Outros lados (miniconto)
por Rafael Belo
Seus olhos doíam. Não pela
luz forte, mas pelo constrangimento. Não se olhava no espelho há anos e a dor
só aumentava. Uma vergonha. Venâncio, o Ven, jazia em vida seu olhar vazio. Arrepiava
quem passava por perto. Como um surpersticioso mau presságio... Ele parara com
tudo. Decidiu se acorrentar a livros e fotografias. Aos poucos foi perdendo o
vigor. Não por falta de água ou alimentação. Sempre aparecia alguém enxergando
uma causa justa em seus feitos e o hidratava. Ninguém o deixava sem comer. Mas durante
todos estes anos, as palavras, as paisagens e os silêncios o alimentavam ainda
mais.
Fracasso e desistência
passavam a rodear sua imaginação como personagens animados tonteados. Seu centro
de gravidade se foi e quase a sanidade acompanhou. Ele parecia sempre
embriagado. Mas seus olhos estavam sempre arregalados. Como estava em um local
isolado, mesmo no centro da cidade, as autoridades decidiram deixá-lo em paz. Uma
decisão polêmica. Gerando debate pelo mundo sobre direitos, livre-arbítrio, o
poder do Estado, público e privado. Porém eram só palavras vazias. Ven se
transformou em um caso de estudo. Um lunático preso ao único olhar da lua.
Sua história era
desconhecida. Apenas conseguiram descobrir duas coisas: perdera tudo e tudo
eram livros e imagens. Cada livro tinha um valor. Era um sentimento de Ven, um
detalhe tanto do seu passado quanto do futuro e ele se perdeu nestes detalhes.
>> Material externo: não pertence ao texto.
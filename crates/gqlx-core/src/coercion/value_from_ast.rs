use crate::Value;
use crate::ast;
use crate::schema::Schema;
use crate::types::GraphQLType;
use crate::types::TypeAnnotation;
use indexmap::IndexMap;

/// Produces the internal value of an input literal for the given input
/// type.
///
/// Returns `None` when the literal is invalid for the type, including when
/// it references a variable that `variables` does not provide. An explicit
/// `null` literal for a nullable type produces `Some(Value::Null)`.
///
/// Variables are read as already-coerced values. Scalars only ever see
/// variable-free literals: any variables inside a literal are substituted
/// before [`ScalarType::parse_literal`](crate::types::ScalarType::parse_literal)
/// runs.
pub fn value_from_ast(
    schema: &Schema,
    node: &ast::Value,
    ty: &TypeAnnotation,
    variables: Option<&IndexMap<String, Value>>,
) -> Option<Value> {
    if let ast::Value::Variable(variable) = node {
        let value = variables?.get(variable.name.as_str())?;
        if value.is_null() && !ty.nullable() {
            return None;
        }
        return Some(value.clone());
    }

    if !ty.nullable() {
        if matches!(node, ast::Value::Null(_)) {
            return None;
        }
        return value_from_ast(schema, node, &ty.to_nullable(), variables);
    }

    if matches!(node, ast::Value::Null(_)) {
        return Some(Value::Null);
    }

    match ty {
        TypeAnnotation::List(list_annot) => {
            let item_type = list_annot.inner_type_annotation();
            let ast::Value::List(list) = node else {
                return value_from_ast(schema, node, item_type, variables)
                    .map(|item| Value::List(vec![item]));
            };
            let mut items = Vec::with_capacity(list.values.len());
            for item_node in &list.values {
                if is_missing_variable(item_node, variables) {
                    // A missing variable in a list becomes null, if the
                    // item type allows it.
                    if !item_type.nullable() {
                        return None;
                    }
                    items.push(Value::Null);
                } else {
                    items.push(value_from_ast(schema, item_node, item_type, variables)?);
                }
            }
            Some(Value::List(items))
        },

        TypeAnnotation::Named(named_annot) => {
            match schema.get_type(named_annot.graphql_type_name())? {
                GraphQLType::InputObject(input_type) => {
                    let ast::Value::Object(object) = node else {
                        return None;
                    };
                    let fields = input_type.fields();
                    if object.fields.iter().any(|f| !fields.contains_key(f.name.as_str())) {
                        return None;
                    }
                    let mut coerced = IndexMap::new();
                    for (field_name, field_def) in fields {
                        let field_node = object
                            .field(field_name)
                            .filter(|f| !is_missing_variable(&f.value, variables));
                        let Some(field_node) = field_node else {
                            if let Some(default_value) = field_def.default_value() {
                                coerced.insert(
                                    field_def.output_key(field_name).to_string(),
                                    default_value.clone(),
                                );
                            } else if !field_def.type_annotation().nullable() {
                                return None;
                            }
                            continue;
                        };
                        let field_value = value_from_ast(
                            schema,
                            &field_node.value,
                            field_def.type_annotation(),
                            variables,
                        )?;
                        coerced.insert(field_def.output_key(field_name).to_string(), field_value);
                    }
                    Some(Value::Map(coerced))
                },

                GraphQLType::Enum(enum_type) => enum_type.parse_literal(node),

                GraphQLType::Scalar(scalar_type) => {
                    if node.contains_variables() {
                        let substituted = substitute_variables(node, variables)?;
                        scalar_type.parse_literal(&substituted).ok()
                    } else {
                        scalar_type.parse_literal(node).ok()
                    }
                },

                GraphQLType::Interface(_) | GraphQLType::Object(_) | GraphQLType::Union(_) => {
                    None
                },
            }
        },
    }
}

fn is_missing_variable(node: &ast::Value, variables: Option<&IndexMap<String, Value>>) -> bool {
    match node {
        ast::Value::Variable(variable) => {
            variables.is_none_or(|variables| !variables.contains_key(variable.name.as_str()))
        },
        _ => false,
    }
}

/// Replaces every variable inside `node` with a literal spelling of its
/// value.
fn substitute_variables(
    node: &ast::Value,
    variables: Option<&IndexMap<String, Value>>,
) -> Option<ast::Value> {
    Some(match node {
        ast::Value::Variable(variable) => {
            let value = variables?.get(variable.name.as_str())?;
            super::ast_from_value::untyped_ast_from_value(value)?
        },
        ast::Value::List(list) => ast::Value::List(ast::ListValue {
            values: list
                .values
                .iter()
                .map(|item| substitute_variables(item, variables))
                .collect::<Option<Vec<_>>>()?,
            loc: list.loc.clone(),
        }),
        ast::Value::Object(object) => ast::Value::Object(ast::ObjectValue {
            fields: object
                .fields
                .iter()
                .map(|field| {
                    Some(ast::ObjectField {
                        name: field.name.clone(),
                        value: substitute_variables(&field.value, variables)?,
                        loc: field.loc.clone(),
                    })
                })
                .collect::<Option<Vec<_>>>()?,
            loc: object.loc.clone(),
        }),
        other => other.clone(),
    })
}

/// Produces a value from a literal without any type information: enums
/// become strings and objects become maps. Unknown variables become null.
pub fn value_from_ast_untyped(
    node: &ast::Value,
    variables: Option<&IndexMap<String, Value>>,
) -> Value {
    match node {
        ast::Value::Variable(variable) => variables
            .and_then(|variables| variables.get(variable.name.as_str()))
            .cloned()
            .unwrap_or_default(),
        ast::Value::Int(int) => match int.as_i64() {
            Some(num) => Value::Int(num),
            None => int.as_f64().map(Value::Float).unwrap_or_default(),
        },
        ast::Value::Float(float) => float.as_f64().map(Value::Float).unwrap_or_default(),
        ast::Value::String(string) => Value::String(string.value.clone()),
        ast::Value::Boolean(boolean) => Value::Boolean(boolean.value),
        ast::Value::Null(_) => Value::Null,
        ast::Value::Enum(enum_value) => Value::String(enum_value.value.clone()),
        ast::Value::List(list) => Value::List(
            list.values
                .iter()
                .map(|item| value_from_ast_untyped(item, variables))
                .collect(),
        ),
        ast::Value::Object(object) => Value::Map(
            object
                .fields
                .iter()
                .map(|field| {
                    (
                        field.name.value.clone(),
                        value_from_ast_untyped(&field.value, variables),
                    )
                })
                .collect(),
        ),
    }
}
Suas imagens se moviam como poesia viva mesmo sob seu olhar vazio... Lá no
fundo ele começava com os primeiros alvos raios. Quando a alvorada chegava ele
era branco, uma página viva esperando as primeiras palavras do dia. Assim ia se
autocolorindo com palavras novas... Ele as enxergava nas imagens, paisagens.
Quando estava realmente
só, alisava as correntes. Gostava daqueles elos. Sentia o metal frio em algumas
partes, morno em outras, mas sempre quente na sua pele. Seu olhar, então,
parecia ressuscitar aos poucos, um brilho de cada vez, uma projeção de sombra
em novas ângulos, uma cor a cada hora, uma variação de palavras a cada
minuto, uma intensidade poética a cada vírgula, em todo silêncio... Então... Chegava à noite. Preta, azul ou cinza, às vezes branca... Naquela
imensa tenda montada - pelos políticos da cidade e demais autoridades - para protegê-lo.
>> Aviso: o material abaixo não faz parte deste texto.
//! Free-function forms of the type predicates the executor and coercion
//! rely on. Each takes a [`TypeAnnotation`] and, where the answer depends
//! on the named type, the [`Schema`] it is resolved against.

use crate::schema::Schema;
use crate::types::GraphQLType;
use crate::types::TypeAnnotation;

/// Unwraps list and non-null layers down to the named type.
pub fn get_named_type<'a>(schema: &'a Schema, annot: &TypeAnnotation) -> Option<&'a GraphQLType> {
    schema.get_type(annot.innermost_type_name())
}

/// Strips a single outermost non-null.
pub fn get_nullable_type(annot: &TypeAnnotation) -> TypeAnnotation {
    annot.to_nullable()
}

pub fn is_list_type(annot: &TypeAnnotation) -> bool {
    annot.as_list_annotation().is_some()
}

pub fn is_non_null_type(annot: &TypeAnnotation) -> bool {
    !annot.nullable()
}

fn named_type_matches(
    schema: &Schema,
    annot: &TypeAnnotation,
    predicate: impl Fn(&GraphQLType) -> bool,
) -> bool {
    annot.as_named_annotation().is_some()
        && get_named_type(schema, annot).is_some_and(predicate)
}

/// Whether `annot` directly names an interface or union (lists are not
/// abstract).
pub fn is_abstract_type(schema: &Schema, annot: &TypeAnnotation) -> bool {
    named_type_matches(schema, annot, GraphQLType::is_abstract)
}

pub fn is_leaf_type(schema: &Schema, annot: &TypeAnnotation) -> bool {
    named_type_matches(schema, annot, GraphQLType::is_leaf)
}

pub fn is_object_type(schema: &Schema, annot: &TypeAnnotation) -> bool {
    named_type_matches(schema, annot, |t| t.as_object().is_some())
}

pub fn is_composite_type(schema: &Schema, annot: &TypeAnnotation) -> bool {
    named_type_matches(schema, annot, GraphQLType::is_composite)
}

pub fn is_input_type(schema: &Schema, annot: &TypeAnnotation) -> bool {
    get_named_type(schema, annot).is_some_and(GraphQLType::is_input_type)
}

pub fn is_output_type(schema: &Schema, annot: &TypeAnnotation) -> bool {
    get_named_type(schema, annot).is_some_and(GraphQLType::is_output_type)
}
Ele queria morrer. Já não sabia mais a própria idade. Porém, quando a madrugada
avançava e a vontade se intensificava, o primeiro alvo raio solar o acariciava
e o fazia nascer novamente com o mesmo sol, mas diferente. Era este detalhe o
segurando por teias invisíveis todos os dias, por todos os seus lados. Mas,
algo sempre o alimentava. Porém, para o mundo, de repente, ele já não era novidade,
não era notícia. Era parte da paisagem.